DATA TO EXAMINE:
---

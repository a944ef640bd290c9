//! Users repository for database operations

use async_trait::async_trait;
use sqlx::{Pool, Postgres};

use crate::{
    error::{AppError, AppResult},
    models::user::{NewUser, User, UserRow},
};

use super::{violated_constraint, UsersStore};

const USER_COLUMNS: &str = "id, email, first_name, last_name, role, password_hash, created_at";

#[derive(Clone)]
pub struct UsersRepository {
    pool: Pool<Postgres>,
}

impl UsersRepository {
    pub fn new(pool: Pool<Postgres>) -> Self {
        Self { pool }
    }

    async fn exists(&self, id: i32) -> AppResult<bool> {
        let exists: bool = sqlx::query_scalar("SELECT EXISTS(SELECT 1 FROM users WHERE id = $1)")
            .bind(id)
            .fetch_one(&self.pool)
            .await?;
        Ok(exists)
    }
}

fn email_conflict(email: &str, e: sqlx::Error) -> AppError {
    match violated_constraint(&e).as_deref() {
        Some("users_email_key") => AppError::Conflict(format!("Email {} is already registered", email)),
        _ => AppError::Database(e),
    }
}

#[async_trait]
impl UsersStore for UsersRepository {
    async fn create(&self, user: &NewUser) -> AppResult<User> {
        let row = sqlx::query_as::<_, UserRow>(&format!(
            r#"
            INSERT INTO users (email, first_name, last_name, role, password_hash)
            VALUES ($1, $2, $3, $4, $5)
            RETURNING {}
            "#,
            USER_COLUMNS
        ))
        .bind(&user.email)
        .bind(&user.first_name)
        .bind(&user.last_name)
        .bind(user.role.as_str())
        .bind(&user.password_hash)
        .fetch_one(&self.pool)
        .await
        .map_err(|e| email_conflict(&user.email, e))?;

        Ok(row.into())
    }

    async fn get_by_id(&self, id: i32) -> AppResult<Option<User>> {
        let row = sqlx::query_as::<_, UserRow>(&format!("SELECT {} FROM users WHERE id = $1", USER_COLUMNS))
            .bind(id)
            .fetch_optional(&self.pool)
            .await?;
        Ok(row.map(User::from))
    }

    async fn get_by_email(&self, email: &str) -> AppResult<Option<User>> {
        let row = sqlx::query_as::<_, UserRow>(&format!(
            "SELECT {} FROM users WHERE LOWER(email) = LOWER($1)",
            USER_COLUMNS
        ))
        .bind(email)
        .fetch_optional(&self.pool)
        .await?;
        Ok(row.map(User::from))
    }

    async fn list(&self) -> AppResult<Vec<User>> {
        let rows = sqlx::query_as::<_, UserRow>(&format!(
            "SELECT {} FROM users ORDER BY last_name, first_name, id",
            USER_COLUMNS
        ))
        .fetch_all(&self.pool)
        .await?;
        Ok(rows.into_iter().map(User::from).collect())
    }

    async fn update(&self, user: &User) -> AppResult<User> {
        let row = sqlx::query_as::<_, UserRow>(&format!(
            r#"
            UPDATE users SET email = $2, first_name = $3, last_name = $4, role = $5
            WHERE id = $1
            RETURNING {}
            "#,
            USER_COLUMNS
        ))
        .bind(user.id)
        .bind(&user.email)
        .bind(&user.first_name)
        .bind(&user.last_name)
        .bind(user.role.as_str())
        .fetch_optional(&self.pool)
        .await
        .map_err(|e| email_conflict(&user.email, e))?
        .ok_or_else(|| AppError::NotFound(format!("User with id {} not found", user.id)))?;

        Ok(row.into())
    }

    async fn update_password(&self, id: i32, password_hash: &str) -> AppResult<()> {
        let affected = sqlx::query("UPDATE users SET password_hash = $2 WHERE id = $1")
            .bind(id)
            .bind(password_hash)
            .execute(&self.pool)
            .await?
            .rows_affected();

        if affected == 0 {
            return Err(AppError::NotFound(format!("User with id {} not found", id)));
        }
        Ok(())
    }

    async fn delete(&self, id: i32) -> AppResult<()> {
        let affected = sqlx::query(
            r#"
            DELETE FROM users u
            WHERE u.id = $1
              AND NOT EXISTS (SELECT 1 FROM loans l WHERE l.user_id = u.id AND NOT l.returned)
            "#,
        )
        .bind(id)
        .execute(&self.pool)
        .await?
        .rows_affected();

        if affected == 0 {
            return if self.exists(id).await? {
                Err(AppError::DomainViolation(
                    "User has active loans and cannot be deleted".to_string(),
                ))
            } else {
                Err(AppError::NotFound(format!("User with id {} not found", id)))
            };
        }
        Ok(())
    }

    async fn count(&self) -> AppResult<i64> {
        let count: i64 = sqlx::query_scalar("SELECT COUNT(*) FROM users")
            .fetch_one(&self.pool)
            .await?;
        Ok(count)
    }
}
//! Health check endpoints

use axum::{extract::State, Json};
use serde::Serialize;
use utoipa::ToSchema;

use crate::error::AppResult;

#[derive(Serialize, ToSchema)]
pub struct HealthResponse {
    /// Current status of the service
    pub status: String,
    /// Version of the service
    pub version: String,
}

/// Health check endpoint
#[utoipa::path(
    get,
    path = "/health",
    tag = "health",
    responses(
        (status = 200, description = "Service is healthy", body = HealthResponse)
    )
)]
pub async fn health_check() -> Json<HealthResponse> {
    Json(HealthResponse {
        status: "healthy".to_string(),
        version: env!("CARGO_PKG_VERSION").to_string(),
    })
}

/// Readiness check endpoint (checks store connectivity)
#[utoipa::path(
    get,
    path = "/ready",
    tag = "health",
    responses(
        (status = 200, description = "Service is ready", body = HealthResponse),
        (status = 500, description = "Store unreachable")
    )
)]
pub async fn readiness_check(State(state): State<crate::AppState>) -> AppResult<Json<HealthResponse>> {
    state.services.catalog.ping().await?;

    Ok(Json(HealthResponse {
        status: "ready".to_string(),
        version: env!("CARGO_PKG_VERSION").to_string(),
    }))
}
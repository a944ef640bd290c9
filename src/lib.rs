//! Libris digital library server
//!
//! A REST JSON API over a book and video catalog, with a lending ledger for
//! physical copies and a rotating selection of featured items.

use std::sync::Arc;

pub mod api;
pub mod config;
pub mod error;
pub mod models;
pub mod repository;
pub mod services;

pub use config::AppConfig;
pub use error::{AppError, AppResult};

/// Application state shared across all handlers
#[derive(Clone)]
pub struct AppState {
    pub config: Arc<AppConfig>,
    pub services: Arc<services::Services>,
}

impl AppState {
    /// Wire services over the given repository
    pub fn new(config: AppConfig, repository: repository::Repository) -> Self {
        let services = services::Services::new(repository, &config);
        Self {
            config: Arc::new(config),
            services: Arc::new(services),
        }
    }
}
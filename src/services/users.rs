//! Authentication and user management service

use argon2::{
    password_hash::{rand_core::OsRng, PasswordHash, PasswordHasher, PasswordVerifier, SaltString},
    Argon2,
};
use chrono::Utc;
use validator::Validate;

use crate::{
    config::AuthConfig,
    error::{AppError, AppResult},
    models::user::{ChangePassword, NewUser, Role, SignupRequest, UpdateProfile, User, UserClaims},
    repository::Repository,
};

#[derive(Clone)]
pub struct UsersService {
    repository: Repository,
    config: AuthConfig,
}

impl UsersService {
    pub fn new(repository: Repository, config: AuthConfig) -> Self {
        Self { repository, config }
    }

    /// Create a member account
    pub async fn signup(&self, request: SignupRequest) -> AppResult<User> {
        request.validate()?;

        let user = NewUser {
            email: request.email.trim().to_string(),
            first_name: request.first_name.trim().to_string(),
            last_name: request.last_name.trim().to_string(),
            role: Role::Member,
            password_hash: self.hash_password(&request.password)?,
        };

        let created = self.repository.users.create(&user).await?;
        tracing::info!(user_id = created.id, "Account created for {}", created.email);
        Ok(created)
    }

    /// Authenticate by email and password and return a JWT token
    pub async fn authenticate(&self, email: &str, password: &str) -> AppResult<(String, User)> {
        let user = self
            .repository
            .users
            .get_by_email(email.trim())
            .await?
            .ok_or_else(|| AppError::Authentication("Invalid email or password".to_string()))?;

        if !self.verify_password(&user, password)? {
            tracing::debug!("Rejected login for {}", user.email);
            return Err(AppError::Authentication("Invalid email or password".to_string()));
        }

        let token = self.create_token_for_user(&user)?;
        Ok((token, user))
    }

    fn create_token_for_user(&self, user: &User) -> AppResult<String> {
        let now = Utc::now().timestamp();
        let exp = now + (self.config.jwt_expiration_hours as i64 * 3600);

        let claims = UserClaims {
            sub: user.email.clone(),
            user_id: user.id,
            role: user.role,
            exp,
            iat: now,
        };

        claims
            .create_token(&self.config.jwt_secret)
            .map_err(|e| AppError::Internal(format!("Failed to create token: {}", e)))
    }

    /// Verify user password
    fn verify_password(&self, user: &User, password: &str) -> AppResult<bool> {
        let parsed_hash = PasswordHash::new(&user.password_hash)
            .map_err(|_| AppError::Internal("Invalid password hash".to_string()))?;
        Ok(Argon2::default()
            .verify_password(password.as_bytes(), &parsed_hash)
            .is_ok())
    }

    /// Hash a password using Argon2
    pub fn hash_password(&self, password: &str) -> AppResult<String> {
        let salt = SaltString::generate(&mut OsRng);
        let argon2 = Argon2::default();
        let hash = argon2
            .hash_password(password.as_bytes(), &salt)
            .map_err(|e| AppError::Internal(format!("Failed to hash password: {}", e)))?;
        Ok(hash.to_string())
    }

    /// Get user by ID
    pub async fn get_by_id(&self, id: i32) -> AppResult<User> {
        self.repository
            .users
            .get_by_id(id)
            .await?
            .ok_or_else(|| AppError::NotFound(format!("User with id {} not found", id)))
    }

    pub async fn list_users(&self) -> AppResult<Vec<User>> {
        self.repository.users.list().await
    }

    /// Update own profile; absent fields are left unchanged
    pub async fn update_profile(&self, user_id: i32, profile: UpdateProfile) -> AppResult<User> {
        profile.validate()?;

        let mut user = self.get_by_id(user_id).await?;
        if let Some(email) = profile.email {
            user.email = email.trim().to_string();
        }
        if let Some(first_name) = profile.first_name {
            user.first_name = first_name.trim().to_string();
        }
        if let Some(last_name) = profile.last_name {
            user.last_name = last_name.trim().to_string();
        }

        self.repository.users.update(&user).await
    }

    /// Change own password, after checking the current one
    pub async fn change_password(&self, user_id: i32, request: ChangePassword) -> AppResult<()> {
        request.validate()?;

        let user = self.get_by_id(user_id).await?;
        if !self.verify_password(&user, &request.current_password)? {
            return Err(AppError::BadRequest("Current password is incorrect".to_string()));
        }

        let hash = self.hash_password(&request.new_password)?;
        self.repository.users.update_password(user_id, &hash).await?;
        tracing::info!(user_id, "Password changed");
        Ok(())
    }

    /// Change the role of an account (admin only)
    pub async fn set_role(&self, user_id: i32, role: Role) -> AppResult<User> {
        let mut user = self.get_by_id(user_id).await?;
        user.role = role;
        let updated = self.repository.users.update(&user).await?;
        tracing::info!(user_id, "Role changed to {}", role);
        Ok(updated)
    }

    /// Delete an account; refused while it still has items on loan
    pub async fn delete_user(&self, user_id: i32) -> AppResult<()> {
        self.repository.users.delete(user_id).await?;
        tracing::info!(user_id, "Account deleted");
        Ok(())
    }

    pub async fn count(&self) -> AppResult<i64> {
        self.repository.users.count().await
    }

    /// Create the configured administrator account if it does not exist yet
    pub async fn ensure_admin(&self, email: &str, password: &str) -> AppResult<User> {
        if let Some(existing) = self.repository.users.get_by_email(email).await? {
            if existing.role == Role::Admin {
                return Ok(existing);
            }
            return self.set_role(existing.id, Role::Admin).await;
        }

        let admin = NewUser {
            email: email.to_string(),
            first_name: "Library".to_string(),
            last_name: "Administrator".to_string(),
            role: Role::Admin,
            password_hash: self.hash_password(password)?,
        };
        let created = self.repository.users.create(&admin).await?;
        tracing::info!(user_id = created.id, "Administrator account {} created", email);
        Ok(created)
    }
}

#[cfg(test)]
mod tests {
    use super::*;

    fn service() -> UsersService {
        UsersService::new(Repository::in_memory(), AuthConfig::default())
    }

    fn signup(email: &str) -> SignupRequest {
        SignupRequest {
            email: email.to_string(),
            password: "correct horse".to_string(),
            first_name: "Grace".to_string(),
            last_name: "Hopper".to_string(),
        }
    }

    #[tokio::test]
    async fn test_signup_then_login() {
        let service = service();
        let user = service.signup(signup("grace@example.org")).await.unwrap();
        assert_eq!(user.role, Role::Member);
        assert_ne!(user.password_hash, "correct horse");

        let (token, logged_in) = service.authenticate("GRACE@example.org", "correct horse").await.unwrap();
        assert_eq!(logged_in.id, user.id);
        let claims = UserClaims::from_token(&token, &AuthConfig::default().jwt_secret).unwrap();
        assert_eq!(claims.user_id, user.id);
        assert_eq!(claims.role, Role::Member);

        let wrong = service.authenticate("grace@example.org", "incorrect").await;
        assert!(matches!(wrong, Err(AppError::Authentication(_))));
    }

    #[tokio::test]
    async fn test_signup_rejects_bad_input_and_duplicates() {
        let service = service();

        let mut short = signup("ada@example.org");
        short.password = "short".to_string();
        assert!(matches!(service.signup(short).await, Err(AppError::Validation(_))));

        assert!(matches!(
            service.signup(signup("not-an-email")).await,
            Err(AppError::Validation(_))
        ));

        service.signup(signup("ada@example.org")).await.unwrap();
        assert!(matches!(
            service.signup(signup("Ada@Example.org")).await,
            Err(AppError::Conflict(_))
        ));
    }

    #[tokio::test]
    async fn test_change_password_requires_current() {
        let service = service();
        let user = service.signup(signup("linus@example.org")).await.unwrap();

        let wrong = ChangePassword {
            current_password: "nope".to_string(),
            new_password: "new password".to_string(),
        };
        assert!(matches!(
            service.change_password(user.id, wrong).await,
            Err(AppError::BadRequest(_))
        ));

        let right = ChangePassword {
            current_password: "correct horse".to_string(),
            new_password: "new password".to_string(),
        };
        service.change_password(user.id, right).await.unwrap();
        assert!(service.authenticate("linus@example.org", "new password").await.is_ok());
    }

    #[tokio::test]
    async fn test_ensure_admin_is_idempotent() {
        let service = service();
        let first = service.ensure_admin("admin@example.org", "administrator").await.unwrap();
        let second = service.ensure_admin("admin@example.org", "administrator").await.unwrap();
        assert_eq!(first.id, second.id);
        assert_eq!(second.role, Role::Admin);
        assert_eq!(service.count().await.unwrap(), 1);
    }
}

---

WHAT YOU SHOULD DO:
Keep only those lines of the records that hold "filename", and return them.

FINAL ANSWER:
filename src/lib.rs
filename src/services/users.rs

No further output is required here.